• [YOUR ASSIGNMENT]:
Wherever "matches" turns up in the entries, copy out the line that holds it.

• [LISTED RECORDS]:
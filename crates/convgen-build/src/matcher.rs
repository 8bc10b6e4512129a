use crate::{
    error::FailureCause,
    names::conversion_function_name,
    plan::{Conversion, FieldOperation},
};
use convgen_schema::{overrides::OverrideRegistry, registry::TypeRegistry, types::TypeRef};

///
/// FieldMatcher
///
/// Decides how one same-named field pair is converted. Manual overrides are
/// consulted first at every level, then identity, then structural shape.
///

#[derive(Clone, Copy, Debug)]
pub struct FieldMatcher<'a> {
    registry: &'a TypeRegistry,
    overrides: &'a OverrideRegistry,
}

impl<'a> FieldMatcher<'a> {
    #[must_use]
    pub const fn new(registry: &'a TypeRegistry, overrides: &'a OverrideRegistry) -> Self {
        Self {
            registry,
            overrides,
        }
    }

    /// Match a field present on both sides.
    #[must_use]
    pub fn match_field(&self, field: &str, from: &TypeRef, to: &TypeRef) -> FieldOperation {
        let field = field.to_string();

        if let Some(function) = self.overrides.lookup(from, to) {
            return FieldOperation::ManualDelegate {
                field,
                function: function.to_string(),
            };
        }

        if from == to {
            return FieldOperation::DirectAssign {
                field,
                copy: from.is_copy(),
            };
        }

        match self.conversion(from, to) {
            Ok(conversion) => FieldOperation::RecursiveCall {
                field,
                function: conversion.function().to_string(),
                conversion,
            },
            Err(cause) => FieldOperation::Skip { field, cause },
        }
    }

    // Peel wrappers in lockstep until a composite or overridden pair is hit.
    fn conversion(&self, from: &TypeRef, to: &TypeRef) -> Result<Conversion, FailureCause> {
        if let Some(function) = self.overrides.lookup(from, to) {
            return Ok(Conversion::Call {
                function: function.to_string(),
                from: from.clone(),
                to: to.clone(),
                manual: true,
            });
        }

        match (from, to) {
            (TypeRef::Named(a), TypeRef::Named(b)) => {
                for key in [a, b] {
                    if !self.registry.contains(key) {
                        return Err(FailureCause::UnknownType(key.clone()));
                    }
                }

                Ok(Conversion::Call {
                    function: conversion_function_name(a, b),
                    from: from.clone(),
                    to: to.clone(),
                    manual: false,
                })
            }
            (TypeRef::Pointer(a), TypeRef::Pointer(b)) => {
                Ok(Conversion::Option(Box::new(self.conversion(a, b)?)))
            }
            (TypeRef::Slice(a), TypeRef::Slice(b)) => {
                Ok(Conversion::List(Box::new(self.conversion(a, b)?)))
            }
            (
                TypeRef::Map {
                    key: key_a,
                    value: value_a,
                },
                TypeRef::Map {
                    key: key_b,
                    value: value_b,
                },
            ) if key_a == key_b && !key_a.contains_named() => {
                // identical values would have made the whole map identical
                Ok(Conversion::Map(Box::new(self.conversion(value_a, value_b)?)))
            }
            _ => Err(FailureCause::IncompatibleTypes {
                from: from.clone(),
                to: to.clone(),
            }),
        }
    }
}

#[cfg(test)]
mod tests {
    use super::*;
    use convgen_schema::{
        node::TypeDescriptor,
        types::{Primitive, TypeKey},
    };

    fn registry() -> TypeRegistry {
        TypeRegistry::builder()
            .with(TypeDescriptor::new("v1", "PodSpec").with_field("replicas", Primitive::Int32))
            .with(TypeDescriptor::new("api", "PodSpec").with_field("replicas", Primitive::Int32))
            .with(TypeDescriptor::new("v1", "Quantity").with_field("value", Primitive::Text))
            .with(TypeDescriptor::new("api", "Quantity").with_field("value", Primitive::Text))
            .build()
            .unwrap()
    }

    fn text() -> TypeRef {
        TypeRef::Primitive(Primitive::Text)
    }

    #[test]
    fn identical_primitives_assign_directly() {
        let registry = registry();
        let overrides = OverrideRegistry::new();
        let matcher = FieldMatcher::new(&registry, &overrides);

        assert_eq!(
            matcher.match_field("name", &text(), &text()),
            FieldOperation::DirectAssign {
                field: "name".to_string(),
                copy: false,
            }
        );
        assert_eq!(
            matcher.match_field(
                "replicas",
                &Primitive::Int32.into(),
                &Primitive::Int32.into()
            ),
            FieldOperation::DirectAssign {
                field: "replicas".to_string(),
                copy: true,
            }
        );
    }

    #[test]
    fn composites_recurse_through_wrappers() {
        let registry = registry();
        let overrides = OverrideRegistry::new();
        let matcher = FieldMatcher::new(&registry, &overrides);

        let op = matcher.match_field(
            "specs",
            &TypeRef::map(text(), TypeRef::slice(TypeRef::named("v1", "PodSpec"))),
            &TypeRef::map(text(), TypeRef::slice(TypeRef::named("api", "PodSpec"))),
        );

        let FieldOperation::RecursiveCall {
            function,
            conversion,
            ..
        } = op
        else {
            panic!("expected recursive call, got {op:?}");
        };
        assert_eq!(function, "Convert_v1_PodSpec_To_api_PodSpec");
        assert!(matches!(&conversion, Conversion::Map(inner) if matches!(**inner, Conversion::List(_))));
    }

    #[test]
    fn overrides_win_over_structural_match() {
        let registry = registry();
        let overrides = OverrideRegistry::new().with(
            TypeRef::named("v1", "PodSpec"),
            TypeRef::named("api", "PodSpec"),
            "manual_pod_spec",
        );
        let matcher = FieldMatcher::new(&registry, &overrides);

        assert_eq!(
            matcher.match_field(
                "spec",
                &TypeRef::named("v1", "PodSpec"),
                &TypeRef::named("api", "PodSpec")
            ),
            FieldOperation::ManualDelegate {
                field: "spec".to_string(),
                function: "manual_pod_spec".to_string(),
            }
        );

        // inside a container the override becomes the leaf call
        let op = matcher.match_field(
            "specs",
            &TypeRef::slice(TypeRef::named("v1", "PodSpec")),
            &TypeRef::slice(TypeRef::named("api", "PodSpec")),
        );
        let FieldOperation::RecursiveCall { conversion, .. } = op else {
            panic!("expected recursive call");
        };
        assert_eq!(conversion.function(), "manual_pod_spec");
    }

    #[test]
    fn differing_widths_need_an_override() {
        let registry = registry();
        let overrides = OverrideRegistry::new();
        let matcher = FieldMatcher::new(&registry, &overrides);

        let op = matcher.match_field(
            "replicas",
            &Primitive::Int32.into(),
            &Primitive::Int64.into(),
        );
        let FieldOperation::Skip { cause, .. } = op else {
            panic!("expected skip");
        };
        assert!(cause.to_string().contains("manual override"));

        let overrides = OverrideRegistry::new().with(
            Primitive::Int32.into(),
            Primitive::Int64.into(),
            "i64::from",
        );
        let matcher = FieldMatcher::new(&registry, &overrides);
        assert!(matches!(
            matcher.match_field(
                "replicas",
                &Primitive::Int32.into(),
                &Primitive::Int64.into()
            ),
            FieldOperation::ManualDelegate { .. }
        ));
    }

    #[test]
    fn mismatched_shapes_fail() {
        let registry = registry();
        let overrides = OverrideRegistry::new();
        let matcher = FieldMatcher::new(&registry, &overrides);

        for (from, to) in [
            (
                TypeRef::slice(TypeRef::named("v1", "PodSpec")),
                TypeRef::pointer(TypeRef::named("api", "PodSpec")),
            ),
            (TypeRef::named("v1", "PodSpec"), text()),
            (
                TypeRef::map(Primitive::Int32.into(), TypeRef::named("v1", "PodSpec")),
                TypeRef::map(text(), TypeRef::named("api", "PodSpec")),
            ),
        ] {
            assert!(
                matches!(
                    matcher.match_field("f", &from, &to),
                    FieldOperation::Skip {
                        cause: FailureCause::IncompatibleTypes { .. },
                        ..
                    }
                ),
                "{from} vs {to}"
            );
        }
    }

    #[test]
    fn unregistered_composites_fail() {
        let registry = registry();
        let overrides = OverrideRegistry::new();
        let matcher = FieldMatcher::new(&registry, &overrides);

        let op = matcher.match_field(
            "owner",
            &TypeRef::named("v1", "Quantity"),
            &TypeRef::named("api", "Owner"),
        );

        assert_eq!(
            op,
            FieldOperation::Skip {
                field: "owner".to_string(),
                cause: FailureCause::UnknownType(TypeKey::new("api", "Owner")),
            }
        );
    }
}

• [WRITTEN SOLUTION]:
        assert!(matches!(&conversion, Conversion::Map(inner) if matches!(**inner, Conversion::List(_))));
        assert!(matches!(
                matches!(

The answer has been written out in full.